# EXERCISE DESCRIPTION
Nothing may be added, dropped, or altered; restate the listing word for word.

# LISTED ENTRIES
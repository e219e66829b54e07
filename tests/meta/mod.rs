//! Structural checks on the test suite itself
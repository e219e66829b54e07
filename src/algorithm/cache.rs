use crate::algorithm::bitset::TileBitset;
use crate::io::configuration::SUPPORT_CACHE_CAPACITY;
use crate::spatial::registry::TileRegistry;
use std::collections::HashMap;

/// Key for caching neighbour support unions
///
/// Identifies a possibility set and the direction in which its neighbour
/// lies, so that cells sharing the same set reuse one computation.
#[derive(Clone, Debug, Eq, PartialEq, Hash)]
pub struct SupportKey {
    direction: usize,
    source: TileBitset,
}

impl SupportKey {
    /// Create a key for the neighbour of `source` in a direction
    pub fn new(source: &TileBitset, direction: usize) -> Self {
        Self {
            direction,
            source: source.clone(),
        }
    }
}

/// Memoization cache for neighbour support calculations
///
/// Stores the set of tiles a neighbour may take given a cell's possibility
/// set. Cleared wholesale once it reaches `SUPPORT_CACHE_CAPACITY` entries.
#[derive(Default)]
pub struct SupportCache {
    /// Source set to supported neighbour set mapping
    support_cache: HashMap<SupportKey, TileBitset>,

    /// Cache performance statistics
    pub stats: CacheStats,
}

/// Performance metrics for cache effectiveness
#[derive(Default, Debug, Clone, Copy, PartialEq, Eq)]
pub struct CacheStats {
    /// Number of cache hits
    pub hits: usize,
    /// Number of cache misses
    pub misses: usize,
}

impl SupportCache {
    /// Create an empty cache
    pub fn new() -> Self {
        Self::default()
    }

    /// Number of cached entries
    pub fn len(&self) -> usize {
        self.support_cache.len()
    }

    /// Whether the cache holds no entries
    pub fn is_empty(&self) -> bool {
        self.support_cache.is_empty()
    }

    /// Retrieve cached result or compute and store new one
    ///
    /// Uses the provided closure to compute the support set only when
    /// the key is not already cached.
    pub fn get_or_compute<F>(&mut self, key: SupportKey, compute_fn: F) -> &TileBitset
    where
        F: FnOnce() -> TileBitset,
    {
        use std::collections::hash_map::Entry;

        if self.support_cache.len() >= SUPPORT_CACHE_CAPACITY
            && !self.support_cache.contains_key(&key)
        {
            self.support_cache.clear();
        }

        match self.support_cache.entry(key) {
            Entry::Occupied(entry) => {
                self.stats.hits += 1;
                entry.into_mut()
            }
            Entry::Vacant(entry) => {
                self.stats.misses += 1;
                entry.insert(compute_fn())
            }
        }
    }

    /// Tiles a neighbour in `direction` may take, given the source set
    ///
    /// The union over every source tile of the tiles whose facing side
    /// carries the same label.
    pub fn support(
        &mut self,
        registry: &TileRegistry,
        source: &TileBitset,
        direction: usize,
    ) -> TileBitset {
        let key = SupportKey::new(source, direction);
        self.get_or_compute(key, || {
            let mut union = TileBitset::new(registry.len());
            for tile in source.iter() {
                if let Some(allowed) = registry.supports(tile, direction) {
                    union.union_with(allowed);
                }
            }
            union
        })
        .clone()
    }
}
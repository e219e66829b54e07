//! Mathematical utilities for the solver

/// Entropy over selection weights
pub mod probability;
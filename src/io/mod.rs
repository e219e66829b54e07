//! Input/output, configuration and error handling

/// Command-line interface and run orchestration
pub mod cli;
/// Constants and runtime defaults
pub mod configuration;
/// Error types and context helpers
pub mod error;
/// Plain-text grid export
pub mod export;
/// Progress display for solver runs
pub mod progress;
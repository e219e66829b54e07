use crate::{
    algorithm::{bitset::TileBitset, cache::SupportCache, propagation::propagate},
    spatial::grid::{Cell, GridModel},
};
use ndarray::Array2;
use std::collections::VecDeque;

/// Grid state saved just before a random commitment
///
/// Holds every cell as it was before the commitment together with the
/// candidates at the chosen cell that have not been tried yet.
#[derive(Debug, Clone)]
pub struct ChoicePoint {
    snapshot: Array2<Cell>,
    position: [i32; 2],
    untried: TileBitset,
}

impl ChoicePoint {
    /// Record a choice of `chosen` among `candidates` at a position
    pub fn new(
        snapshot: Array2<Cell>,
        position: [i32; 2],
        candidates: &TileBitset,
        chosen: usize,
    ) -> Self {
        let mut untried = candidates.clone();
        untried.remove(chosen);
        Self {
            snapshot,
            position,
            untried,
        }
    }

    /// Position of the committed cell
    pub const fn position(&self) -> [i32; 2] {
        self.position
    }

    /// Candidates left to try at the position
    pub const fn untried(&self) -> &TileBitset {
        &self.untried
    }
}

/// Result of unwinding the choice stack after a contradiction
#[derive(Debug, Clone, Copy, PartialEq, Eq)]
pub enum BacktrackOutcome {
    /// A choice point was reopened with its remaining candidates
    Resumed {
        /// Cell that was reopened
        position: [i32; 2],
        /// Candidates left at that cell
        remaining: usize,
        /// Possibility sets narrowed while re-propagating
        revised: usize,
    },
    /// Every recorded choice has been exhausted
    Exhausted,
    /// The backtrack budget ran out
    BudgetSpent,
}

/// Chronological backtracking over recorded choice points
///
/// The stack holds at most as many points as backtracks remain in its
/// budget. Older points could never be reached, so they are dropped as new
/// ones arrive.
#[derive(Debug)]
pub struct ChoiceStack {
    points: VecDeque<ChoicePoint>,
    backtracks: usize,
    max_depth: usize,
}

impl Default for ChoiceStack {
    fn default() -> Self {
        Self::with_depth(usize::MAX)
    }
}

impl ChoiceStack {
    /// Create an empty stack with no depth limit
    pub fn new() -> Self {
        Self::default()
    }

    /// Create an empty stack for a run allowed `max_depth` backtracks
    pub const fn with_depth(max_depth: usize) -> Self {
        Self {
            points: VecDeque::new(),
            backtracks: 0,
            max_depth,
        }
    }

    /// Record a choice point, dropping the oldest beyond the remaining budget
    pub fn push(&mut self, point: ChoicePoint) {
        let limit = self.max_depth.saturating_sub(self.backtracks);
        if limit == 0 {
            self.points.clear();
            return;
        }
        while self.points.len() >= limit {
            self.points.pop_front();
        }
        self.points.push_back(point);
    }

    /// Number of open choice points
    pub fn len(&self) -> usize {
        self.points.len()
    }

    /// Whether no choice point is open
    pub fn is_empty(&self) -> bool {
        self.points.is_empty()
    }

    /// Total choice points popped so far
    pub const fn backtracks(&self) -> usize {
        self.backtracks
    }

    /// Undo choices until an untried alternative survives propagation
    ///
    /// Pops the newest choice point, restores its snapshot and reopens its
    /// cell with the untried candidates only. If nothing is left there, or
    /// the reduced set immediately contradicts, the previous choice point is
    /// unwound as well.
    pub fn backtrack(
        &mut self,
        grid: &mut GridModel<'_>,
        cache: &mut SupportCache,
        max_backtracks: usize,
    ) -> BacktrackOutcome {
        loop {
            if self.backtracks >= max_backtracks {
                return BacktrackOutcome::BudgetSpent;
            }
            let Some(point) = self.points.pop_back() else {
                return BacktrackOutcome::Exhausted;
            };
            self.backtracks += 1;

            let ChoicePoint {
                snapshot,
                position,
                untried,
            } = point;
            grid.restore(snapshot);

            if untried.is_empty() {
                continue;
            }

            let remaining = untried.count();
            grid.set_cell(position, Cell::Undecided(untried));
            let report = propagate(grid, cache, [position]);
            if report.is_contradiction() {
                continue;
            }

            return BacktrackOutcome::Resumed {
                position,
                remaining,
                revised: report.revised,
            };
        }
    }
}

# TASK OUTPUT
repository e219e66829b54e07
filename tests/meta/mod.rs
//! Structural checks on the test suite itself
repository e219e66829b54e07
filename src/algorithm/cache.rs
use crate::algorithm::bitset::TileBitset;
use crate::io::configuration::SUPPORT_CACHE_CAPACITY;
use crate::spatial::registry::TileRegistry;
use std::collections::HashMap;

/// Key for caching neighbour support unions
///
/// Identifies a possibility set and the direction in which its neighbour
/// lies, so that cells sharing the same set reuse one computation.
#[derive(Clone, Debug, Eq, PartialEq, Hash)]
pub struct SupportKey {
    direction: usize,
    source: TileBitset,
}

impl SupportKey {
    /// Create a key for the neighbour of `source` in a direction
    pub fn new(source: &TileBitset, direction: usize) -> Self {
        Self {
            direction,
            source: source.clone(),
        }
    }
}

/// Memoization cache for neighbour support calculations
///
/// Stores the set of tiles a neighbour may take given a cell's possibility
/// set. Cleared wholesale once it reaches `SUPPORT_CACHE_CAPACITY` entries.
#[derive(Default)]
pub struct SupportCache {
    /// Source set to supported neighbour set mapping
    support_cache: HashMap<SupportKey, TileBitset>,

    /// Cache performance statistics
    pub stats: CacheStats,
}

/// Performance metrics for cache effectiveness
#[derive(Default, Debug, Clone, Copy, PartialEq, Eq)]
pub struct CacheStats {
    /// Number of cache hits
    pub hits: usize,
    /// Number of cache misses
    pub misses: usize,
}

impl SupportCache {
    /// Create an empty cache
    pub fn new() -> Self {
        Self::default()
    }

    /// Number of cached entries
    pub fn len(&self) -> usize {
        self.support_cache.len()
    }

    /// Whether the cache holds no entries
    pub fn is_empty(&self) -> bool {
        self.support_cache.is_empty()
    }

    /// Retrieve cached result or compute and store new one
    ///
    /// Uses the provided closure to compute the support set only when
    /// the key is not already cached.
    pub fn get_or_compute<F>(&mut self, key: SupportKey, compute_fn: F) -> &TileBitset
    where
        F: FnOnce() -> TileBitset,
    {
        use std::collections::hash_map::Entry;

        if self.support_cache.len() >= SUPPORT_CACHE_CAPACITY
            && !self.support_cache.contains_key(&key)
        {
            self.support_cache.clear();
        }

        match self.support_cache.entry(key) {
            Entry::Occupied(entry) => {
                self.stats.hits += 1;
                entry.into_mut()
            }
            Entry::Vacant(entry) => {
                self.stats.misses += 1;
                entry.insert(compute_fn())
            }
        }
    }

    /// Tiles a neighbour in `direction` may take, given the source set
    ///
    /// The union over every source tile of the tiles whose facing side
    /// carries the same label.
    pub fn support(
        &mut self,
        registry: &TileRegistry,
        source: &TileBitset,
        direction: usize,
    ) -> TileBitset {
        let key = SupportKey::new(source, direction);
        self.get_or_compute(key, || {
            let mut union = TileBitset::new(registry.len());
            for tile in source.iter() {
                if let Some(allowed) = registry.supports(tile, direction) {
                    union.union_with(allowed);
                }
            }
            union
        })
        .clone()
    }
}
repository e219e66829b54e07
//! Mathematical utilities for the solver

/// Entropy over selection weights
pub mod probability;
filename src/io/mod.rs
repository e219e66829b54e07
//! Input/output, configuration and error handling

/// Command-line interface and run orchestration
pub mod cli;
/// Constants and runtime defaults
pub mod configuration;
/// Error types and context helpers
pub mod error;
/// Plain-text grid export
pub mod export;
/// Progress display for solver runs
pub mod progress;
repository e219e66829b54e07
use crate::{
    algorithm::{bitset::TileBitset, cache::SupportCache, propagation::propagate},
    spatial::grid::{Cell, GridModel},
};
use ndarray::Array2;
use std::collections::VecDeque;

/// Grid state saved just before a random commitment
///
/// Holds every cell as it was before the commitment together with the
/// candidates at the chosen cell that have not been tried yet.
#[derive(Debug, Clone)]
pub struct ChoicePoint {
    snapshot: Array2<Cell>,
    position: [i32; 2],
    untried: TileBitset,
}

impl ChoicePoint {
    /// Record a choice of `chosen` among `candidates` at a position
    pub fn new(
        snapshot: Array2<Cell>,
        position: [i32; 2],
        candidates: &TileBitset,
        chosen: usize,
    ) -> Self {
        let mut untried = candidates.clone();
        untried.remove(chosen);
        Self {
            snapshot,
            position,
            untried,
        }
    }

    /// Position of the committed cell
    pub const fn position(&self) -> [i32; 2] {
        self.position
    }

    /// Candidates left to try at the position
    pub const fn untried(&self) -> &TileBitset {
        &self.untried
    }
}

/// Result of unwinding the choice stack after a contradiction
#[derive(Debug, Clone, Copy, PartialEq, Eq)]
pub enum BacktrackOutcome {
    /// A choice point was reopened with its remaining candidates
    Resumed {
        /// Cell that was reopened
        position: [i32; 2],
        /// Candidates left at that cell
        remaining: usize,
        /// Possibility sets narrowed while re-propagating
        revised: usize,
    },
    /// Every recorded choice has been exhausted
    Exhausted,
    /// The backtrack budget ran out
    BudgetSpent,
}

/// Chronological backtracking over recorded choice points
///
/// The stack holds at most as many points as backtracks remain in its
/// budget. Older points could never be reached, so they are dropped as new
/// ones arrive.
#[derive(Debug)]
pub struct ChoiceStack {
    points: VecDeque<ChoicePoint>,
    backtracks: usize,
    max_depth: usize,
}

impl Default for ChoiceStack {
    fn default() -> Self {
        Self::with_depth(usize::MAX)
    }
}

impl ChoiceStack {
    /// Create an empty stack with no depth limit
    pub fn new() -> Self {
        Self::default()
    }

    /// Create an empty stack for a run allowed `max_depth` backtracks
    pub const fn with_depth(max_depth: usize) -> Self {
        Self {
            points: VecDeque::new(),
            backtracks: 0,
            max_depth,
        }
    }

    /// Record a choice point, dropping the oldest beyond the remaining budget
    pub fn push(&mut self, point: ChoicePoint) {
        let limit = self.max_depth.saturating_sub(self.backtracks);
        if limit == 0 {
            self.points.clear();
            return;
        }
        while self.points.len() >= limit {
            self.points.pop_front();
        }
        self.points.push_back(point);
    }

    /// Number of open choice points
    pub fn len(&self) -> usize {
        self.points.len()
    }

    /// Whether no choice point is open
    pub fn is_empty(&self) -> bool {
        self.points.is_empty()
    }

    /// Total choice points popped so far
    pub const fn backtracks(&self) -> usize {
        self.backtracks
    }

    /// Undo choices until an untried alternative survives propagation
    ///
    /// Pops the newest choice point, restores its snapshot and reopens its
    /// cell with the untried candidates only. If nothing is left there, or
    /// the reduced set immediately contradicts, the previous choice point is
    /// unwound as well.
    pub fn backtrack(
        &mut self,
        grid: &mut GridModel<'_>,
        cache: &mut SupportCache,
        max_backtracks: usize,
    ) -> BacktrackOutcome {
        loop {
            if self.backtracks >= max_backtracks {
                return BacktrackOutcome::BudgetSpent;
            }
            let Some(point) = self.points.pop_back() else {
                return BacktrackOutcome::Exhausted;
            };
            self.backtracks += 1;

            let ChoicePoint {
                snapshot,
                position,
                untried,
            } = point;
            grid.restore(snapshot);

            if untried.is_empty() {
                continue;
            }

            let remaining = untried.count();
            grid.set_cell(position, Cell::Undecided(untried));
            let report = propagate(grid, cache, [position]);
            if report.is_contradiction() {
                continue;
            }

            return BacktrackOutcome::Resumed {
                position,
                remaining,
                revised: report.revised,
            };
        }
    }
}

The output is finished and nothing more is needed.